Stored entries:
-----

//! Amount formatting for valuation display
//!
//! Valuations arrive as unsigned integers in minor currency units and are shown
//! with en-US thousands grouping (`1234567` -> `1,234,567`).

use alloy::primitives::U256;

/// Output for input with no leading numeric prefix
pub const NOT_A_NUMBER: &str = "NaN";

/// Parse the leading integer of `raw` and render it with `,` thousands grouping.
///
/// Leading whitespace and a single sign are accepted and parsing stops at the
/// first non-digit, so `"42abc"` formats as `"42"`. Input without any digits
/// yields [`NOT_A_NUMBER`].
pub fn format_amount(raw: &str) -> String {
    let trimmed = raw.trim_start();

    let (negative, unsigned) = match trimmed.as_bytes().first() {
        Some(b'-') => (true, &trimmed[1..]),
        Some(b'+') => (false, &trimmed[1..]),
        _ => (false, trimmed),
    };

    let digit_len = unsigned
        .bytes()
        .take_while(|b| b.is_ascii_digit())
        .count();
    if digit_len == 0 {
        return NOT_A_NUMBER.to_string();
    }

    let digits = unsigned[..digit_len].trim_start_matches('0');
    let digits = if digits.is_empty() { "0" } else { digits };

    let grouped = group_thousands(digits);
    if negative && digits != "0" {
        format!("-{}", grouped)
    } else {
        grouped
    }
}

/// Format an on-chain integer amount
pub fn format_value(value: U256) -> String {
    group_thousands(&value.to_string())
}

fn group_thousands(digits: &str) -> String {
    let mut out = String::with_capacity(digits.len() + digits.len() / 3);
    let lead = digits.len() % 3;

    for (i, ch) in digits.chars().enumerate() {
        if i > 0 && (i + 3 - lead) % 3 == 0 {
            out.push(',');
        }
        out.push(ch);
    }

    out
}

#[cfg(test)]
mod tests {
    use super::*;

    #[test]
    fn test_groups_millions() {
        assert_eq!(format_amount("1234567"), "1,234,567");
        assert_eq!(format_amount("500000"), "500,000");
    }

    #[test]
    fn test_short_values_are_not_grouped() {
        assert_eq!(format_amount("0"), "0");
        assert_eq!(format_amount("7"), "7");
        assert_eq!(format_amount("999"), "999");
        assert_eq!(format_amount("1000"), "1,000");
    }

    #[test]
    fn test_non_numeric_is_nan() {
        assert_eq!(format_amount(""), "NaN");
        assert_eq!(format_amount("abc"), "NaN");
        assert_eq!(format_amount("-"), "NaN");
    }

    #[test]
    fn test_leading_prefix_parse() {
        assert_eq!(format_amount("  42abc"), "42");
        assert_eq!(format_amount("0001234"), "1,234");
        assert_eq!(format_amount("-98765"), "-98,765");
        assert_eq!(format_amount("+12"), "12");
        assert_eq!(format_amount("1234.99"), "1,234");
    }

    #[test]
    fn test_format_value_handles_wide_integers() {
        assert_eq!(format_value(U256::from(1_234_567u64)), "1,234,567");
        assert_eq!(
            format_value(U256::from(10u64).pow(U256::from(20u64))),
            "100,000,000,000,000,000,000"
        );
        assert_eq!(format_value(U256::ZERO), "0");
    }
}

-----

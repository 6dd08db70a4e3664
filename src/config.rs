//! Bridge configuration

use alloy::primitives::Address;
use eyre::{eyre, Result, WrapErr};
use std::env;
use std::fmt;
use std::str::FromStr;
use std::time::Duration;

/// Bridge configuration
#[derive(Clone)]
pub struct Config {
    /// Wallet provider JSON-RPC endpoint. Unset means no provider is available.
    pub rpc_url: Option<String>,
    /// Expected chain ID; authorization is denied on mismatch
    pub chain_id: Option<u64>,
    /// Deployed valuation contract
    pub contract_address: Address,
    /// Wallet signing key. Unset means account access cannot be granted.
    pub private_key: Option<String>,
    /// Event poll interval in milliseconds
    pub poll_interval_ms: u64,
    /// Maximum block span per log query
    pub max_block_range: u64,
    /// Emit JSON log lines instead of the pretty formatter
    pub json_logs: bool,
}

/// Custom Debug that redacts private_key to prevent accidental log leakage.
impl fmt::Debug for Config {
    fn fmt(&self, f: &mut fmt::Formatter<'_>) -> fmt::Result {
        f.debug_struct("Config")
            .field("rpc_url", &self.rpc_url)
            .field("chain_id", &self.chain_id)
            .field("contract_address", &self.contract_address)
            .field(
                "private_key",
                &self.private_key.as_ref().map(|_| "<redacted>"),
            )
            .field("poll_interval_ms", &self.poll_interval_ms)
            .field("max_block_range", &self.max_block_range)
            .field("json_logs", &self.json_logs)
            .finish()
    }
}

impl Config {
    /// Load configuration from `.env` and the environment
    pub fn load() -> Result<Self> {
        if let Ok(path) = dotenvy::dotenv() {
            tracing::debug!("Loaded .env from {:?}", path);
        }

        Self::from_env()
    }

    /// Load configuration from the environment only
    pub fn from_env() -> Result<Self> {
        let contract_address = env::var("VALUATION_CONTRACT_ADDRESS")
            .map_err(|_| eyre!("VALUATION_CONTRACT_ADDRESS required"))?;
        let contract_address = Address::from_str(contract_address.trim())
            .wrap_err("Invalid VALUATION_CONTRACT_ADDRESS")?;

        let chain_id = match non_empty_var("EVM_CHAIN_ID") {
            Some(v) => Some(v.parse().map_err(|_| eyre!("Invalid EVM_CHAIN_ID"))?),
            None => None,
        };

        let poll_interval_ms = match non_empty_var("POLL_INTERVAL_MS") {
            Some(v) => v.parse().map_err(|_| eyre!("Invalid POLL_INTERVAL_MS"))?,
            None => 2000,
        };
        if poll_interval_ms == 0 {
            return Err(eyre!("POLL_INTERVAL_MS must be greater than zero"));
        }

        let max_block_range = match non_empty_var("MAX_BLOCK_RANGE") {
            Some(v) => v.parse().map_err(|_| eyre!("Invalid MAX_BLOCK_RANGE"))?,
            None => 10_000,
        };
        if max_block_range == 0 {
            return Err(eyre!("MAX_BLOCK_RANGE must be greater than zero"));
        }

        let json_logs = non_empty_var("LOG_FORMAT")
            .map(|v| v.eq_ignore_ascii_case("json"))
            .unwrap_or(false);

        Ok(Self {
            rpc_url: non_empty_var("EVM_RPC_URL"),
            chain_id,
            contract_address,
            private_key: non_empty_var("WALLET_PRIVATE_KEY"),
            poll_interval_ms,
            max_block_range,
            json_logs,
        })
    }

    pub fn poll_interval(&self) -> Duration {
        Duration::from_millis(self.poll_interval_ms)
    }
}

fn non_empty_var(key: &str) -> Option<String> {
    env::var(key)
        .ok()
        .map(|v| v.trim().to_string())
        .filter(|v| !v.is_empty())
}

-----

Scan the lines above for "and are shown" and for "pub const NOT_A_NUMBER: &str". Repeat exactly the line holding each of them and every line in between.

//! Valuations arrive as unsigned integers in minor currency units and are shown
//! with en-US thousands grouping (`1234567` -> `1,234,567`).

use alloy::primitives::U256;

/// Output for input with no leading numeric prefix
pub const NOT_A_NUMBER: &str = "NaN";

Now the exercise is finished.